Search the data for the word "remaining" and copy out every line that has it.

----- Material for this task

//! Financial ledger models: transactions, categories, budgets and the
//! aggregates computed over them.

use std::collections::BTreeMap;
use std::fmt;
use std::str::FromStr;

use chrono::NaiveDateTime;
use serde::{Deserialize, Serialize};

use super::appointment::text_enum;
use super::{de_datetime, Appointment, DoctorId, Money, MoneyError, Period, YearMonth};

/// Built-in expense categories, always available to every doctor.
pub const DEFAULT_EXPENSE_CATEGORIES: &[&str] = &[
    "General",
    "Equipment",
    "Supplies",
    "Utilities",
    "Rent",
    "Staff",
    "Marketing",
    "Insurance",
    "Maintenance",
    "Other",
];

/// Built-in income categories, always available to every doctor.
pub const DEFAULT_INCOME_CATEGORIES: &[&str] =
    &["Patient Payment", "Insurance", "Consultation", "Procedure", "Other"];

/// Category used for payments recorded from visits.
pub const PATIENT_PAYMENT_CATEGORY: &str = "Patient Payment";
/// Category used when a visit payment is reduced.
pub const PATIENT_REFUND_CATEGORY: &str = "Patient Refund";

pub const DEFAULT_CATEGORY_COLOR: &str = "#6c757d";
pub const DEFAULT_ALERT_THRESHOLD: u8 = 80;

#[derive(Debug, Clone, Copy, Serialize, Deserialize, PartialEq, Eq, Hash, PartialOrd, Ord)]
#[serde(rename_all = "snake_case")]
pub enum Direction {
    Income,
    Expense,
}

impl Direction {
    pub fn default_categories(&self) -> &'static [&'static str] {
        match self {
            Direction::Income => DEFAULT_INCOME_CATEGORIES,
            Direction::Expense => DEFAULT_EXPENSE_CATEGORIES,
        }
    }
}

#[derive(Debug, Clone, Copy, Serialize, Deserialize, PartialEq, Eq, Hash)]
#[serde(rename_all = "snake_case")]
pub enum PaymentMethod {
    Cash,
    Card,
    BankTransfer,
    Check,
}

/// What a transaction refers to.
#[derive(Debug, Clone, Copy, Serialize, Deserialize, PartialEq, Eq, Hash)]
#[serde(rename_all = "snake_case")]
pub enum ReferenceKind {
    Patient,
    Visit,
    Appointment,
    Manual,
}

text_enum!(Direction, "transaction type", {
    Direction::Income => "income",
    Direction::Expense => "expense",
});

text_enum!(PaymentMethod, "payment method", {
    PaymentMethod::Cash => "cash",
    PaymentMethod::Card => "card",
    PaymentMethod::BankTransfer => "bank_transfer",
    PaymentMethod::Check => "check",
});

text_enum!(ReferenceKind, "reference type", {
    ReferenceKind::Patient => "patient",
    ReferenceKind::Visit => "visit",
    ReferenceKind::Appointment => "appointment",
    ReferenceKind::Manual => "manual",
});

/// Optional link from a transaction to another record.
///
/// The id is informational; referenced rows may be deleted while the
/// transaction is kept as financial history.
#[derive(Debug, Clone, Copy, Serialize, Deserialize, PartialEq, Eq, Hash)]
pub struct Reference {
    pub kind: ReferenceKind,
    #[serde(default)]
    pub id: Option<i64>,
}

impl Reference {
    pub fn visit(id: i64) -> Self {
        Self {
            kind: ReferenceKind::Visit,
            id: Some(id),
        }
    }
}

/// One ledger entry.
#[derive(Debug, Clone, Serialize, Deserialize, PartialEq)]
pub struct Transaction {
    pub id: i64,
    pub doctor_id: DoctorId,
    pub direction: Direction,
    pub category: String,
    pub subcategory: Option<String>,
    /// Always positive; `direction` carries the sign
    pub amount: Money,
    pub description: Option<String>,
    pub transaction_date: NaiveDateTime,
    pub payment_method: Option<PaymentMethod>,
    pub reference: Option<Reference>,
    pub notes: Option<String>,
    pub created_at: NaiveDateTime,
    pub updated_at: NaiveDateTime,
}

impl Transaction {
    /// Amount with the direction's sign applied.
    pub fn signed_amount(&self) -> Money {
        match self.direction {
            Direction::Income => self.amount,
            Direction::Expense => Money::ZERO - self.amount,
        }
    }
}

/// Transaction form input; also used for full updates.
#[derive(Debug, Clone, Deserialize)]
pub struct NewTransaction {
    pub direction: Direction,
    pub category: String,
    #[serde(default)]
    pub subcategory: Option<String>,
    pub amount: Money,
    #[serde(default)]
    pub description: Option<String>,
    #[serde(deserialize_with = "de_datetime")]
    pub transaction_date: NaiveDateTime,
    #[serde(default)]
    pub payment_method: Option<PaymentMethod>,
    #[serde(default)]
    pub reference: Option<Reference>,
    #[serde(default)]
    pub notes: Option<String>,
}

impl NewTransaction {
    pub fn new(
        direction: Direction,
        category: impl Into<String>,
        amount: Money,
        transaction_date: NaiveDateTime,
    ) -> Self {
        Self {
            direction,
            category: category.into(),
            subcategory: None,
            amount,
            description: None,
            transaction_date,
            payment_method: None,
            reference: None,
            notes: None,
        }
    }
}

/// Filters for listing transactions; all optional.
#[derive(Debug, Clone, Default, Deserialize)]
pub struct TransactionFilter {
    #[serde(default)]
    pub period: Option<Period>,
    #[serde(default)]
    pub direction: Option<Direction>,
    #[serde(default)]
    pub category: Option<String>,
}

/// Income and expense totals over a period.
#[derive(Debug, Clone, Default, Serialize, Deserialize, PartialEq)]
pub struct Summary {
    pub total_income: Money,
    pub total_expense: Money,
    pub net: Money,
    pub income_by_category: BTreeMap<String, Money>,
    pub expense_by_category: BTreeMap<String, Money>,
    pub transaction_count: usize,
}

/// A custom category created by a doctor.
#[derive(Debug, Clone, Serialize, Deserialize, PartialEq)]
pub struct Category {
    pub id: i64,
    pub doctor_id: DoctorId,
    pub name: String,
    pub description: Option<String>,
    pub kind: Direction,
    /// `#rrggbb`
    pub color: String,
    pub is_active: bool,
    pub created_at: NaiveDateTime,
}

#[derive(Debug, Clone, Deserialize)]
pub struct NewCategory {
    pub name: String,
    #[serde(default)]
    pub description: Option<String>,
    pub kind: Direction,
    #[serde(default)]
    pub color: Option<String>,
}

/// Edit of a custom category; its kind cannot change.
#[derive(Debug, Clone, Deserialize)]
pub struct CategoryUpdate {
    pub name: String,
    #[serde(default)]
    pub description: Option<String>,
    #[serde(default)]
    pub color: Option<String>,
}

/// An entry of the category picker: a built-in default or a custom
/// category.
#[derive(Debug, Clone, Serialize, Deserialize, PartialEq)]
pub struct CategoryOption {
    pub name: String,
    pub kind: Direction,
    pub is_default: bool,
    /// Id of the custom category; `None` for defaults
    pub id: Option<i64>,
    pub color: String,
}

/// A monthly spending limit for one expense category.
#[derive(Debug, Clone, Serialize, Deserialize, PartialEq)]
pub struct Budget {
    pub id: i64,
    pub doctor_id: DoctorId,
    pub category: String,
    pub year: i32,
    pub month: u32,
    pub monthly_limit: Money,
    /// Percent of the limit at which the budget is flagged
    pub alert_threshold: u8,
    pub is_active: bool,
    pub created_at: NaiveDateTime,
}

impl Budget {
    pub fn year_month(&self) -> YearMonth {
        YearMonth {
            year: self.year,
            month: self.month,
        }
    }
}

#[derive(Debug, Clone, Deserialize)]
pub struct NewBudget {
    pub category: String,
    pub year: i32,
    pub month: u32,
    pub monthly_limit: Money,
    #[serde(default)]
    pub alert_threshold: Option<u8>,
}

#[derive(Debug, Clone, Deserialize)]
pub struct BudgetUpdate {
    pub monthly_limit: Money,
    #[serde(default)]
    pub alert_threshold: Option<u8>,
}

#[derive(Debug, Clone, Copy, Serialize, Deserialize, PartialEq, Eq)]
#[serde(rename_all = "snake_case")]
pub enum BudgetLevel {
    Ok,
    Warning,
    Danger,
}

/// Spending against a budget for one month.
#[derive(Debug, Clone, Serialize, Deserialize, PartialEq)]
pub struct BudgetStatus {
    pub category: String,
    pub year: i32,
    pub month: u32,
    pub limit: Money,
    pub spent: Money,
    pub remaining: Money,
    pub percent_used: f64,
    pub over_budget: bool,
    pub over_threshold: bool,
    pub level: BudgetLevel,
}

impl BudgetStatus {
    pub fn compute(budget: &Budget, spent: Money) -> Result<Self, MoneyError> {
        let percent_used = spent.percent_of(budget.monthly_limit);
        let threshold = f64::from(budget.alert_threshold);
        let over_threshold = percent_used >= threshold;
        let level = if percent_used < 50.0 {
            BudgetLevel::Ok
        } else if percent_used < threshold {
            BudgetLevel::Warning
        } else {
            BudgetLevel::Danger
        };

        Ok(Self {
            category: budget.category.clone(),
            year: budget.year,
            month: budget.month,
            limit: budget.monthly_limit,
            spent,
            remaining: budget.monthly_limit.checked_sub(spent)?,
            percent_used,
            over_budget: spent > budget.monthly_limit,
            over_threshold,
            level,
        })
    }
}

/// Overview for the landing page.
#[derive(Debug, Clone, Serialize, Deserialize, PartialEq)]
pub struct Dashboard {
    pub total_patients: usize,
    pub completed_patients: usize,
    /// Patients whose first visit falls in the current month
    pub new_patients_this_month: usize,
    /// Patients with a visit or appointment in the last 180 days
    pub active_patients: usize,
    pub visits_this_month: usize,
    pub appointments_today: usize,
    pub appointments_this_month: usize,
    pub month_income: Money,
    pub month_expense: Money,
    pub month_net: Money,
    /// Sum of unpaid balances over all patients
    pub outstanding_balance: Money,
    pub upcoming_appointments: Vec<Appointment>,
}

----------

## Exercise answer
    pub remaining: Money,
            remaining: budget.monthly_limit.checked_sub(spent)?,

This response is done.